為何佛教教義可被實現:透過科學及哲學發現佛教冥想與啟發的力量
透過心理學、哲學及大量的冥想,展現佛教如何掌握道德明確性與達到永久幸福的關鍵。暢銷書作者羅伯特‧萊特在《道德動物》一書中分享演化的過程如何形塑人類的大腦,而人類的心智仍是如此脆弱,總是遭受焦慮、憂鬱、憤怒及貪婪所苦,甚至無法讓幸福持續。萊特對於現代人所承受的痛苦有了答案,而答案早在一千多年前就被佛教所解答。佛教認為人類的苦痛皆來自無法透析世界,如果想透析苦難,唯有透過冥想的力量。本書萊特將帶領讀者一同透過心理學、哲學展示冥想的好處,這是第一本結合心理學、神經科學與佛教哲學的研究,剖析佛教教義是如何讓人們活的更快樂及安定。
From one of America’s greatest minds, a journey through psychology, philosophy, and lots of meditation to show how Buddhism holds the key to moral clarity and enduring happiness.
Robert Wright famously explained in The Moral Animal how evolution shaped the human brain. The mind is designed to often delude us, he argued, about ourselves and about the world. And it is designed to make happiness hard to sustain.
But if we know our minds are rigged for anxiety, depression, anger, and greed, what do we do? Wright locates the answer in Buddhism, which figured out thousands of years ago what scientists are only discovering now. Buddhism holds that human suffering is a result of not seeing the world clearly—and proposes that seeing the world more clearly, through meditation, will make us better, happier people.

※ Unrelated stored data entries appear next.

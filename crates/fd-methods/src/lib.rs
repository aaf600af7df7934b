//! # fd-methods
//!
//! Numerical methods for parabolic pricing PDEs: non-uniform grid
//! construction, banded finite-difference operators with upwind/downwind
//! switching, and the ADI family of time-stepping schemes.
//!
//! # Modules
//!
//! * [`finite_differences`] — axes and grids, coefficient generation, banded
//!   operators, the engine, and its schemes

#![warn(missing_docs)]
#![forbid(unsafe_code)]

// ── Modules ───────────────────────────────────────────────────────────────────

/// Finite difference methods: grids, banded operators, ADI schemes.
pub mod finite_differences;

// ── Convenience re-exports ────────────────────────────────────────────────────

pub use finite_differences::{
    coefficients::{DerivativeCoefficients, Stencil, WindPolicy},
    cross::{CoupledOperator, DiagonalizedOperator, MixedOperator},
    engine::{steps_for, Dimension, FiniteDifferenceEngine, OperatorRef},
    grid::{cubic_sigmoid_axis, exponential_axis, sinh_axis, uniform_axis, Grid},
    schemes::{Douglas, HundsdorferVerwer, Implicit, Scheme, Stepper},
    BandedLu, BandedOperator, Combine, Diagonals, Layout,
};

In Why Buddhism is True, Wright leads readers on a journey through psychology, philosophy, and a great many silent retreats to show how and why meditation can serve as the foundation for a spiritual life in a secular age. At once excitingly ambitious and wittily accessible, this is the first book to combine evolutionary psychology with cutting-edge neuroscience to defend the radical claims at the heart of Buddhist philosophy. With bracing honesty and fierce wisdom, it will persuade you not just that Buddhism is true—which is to say, a way out of our delusion—but that it can ultimately save us from ourselves, as individuals and as a species.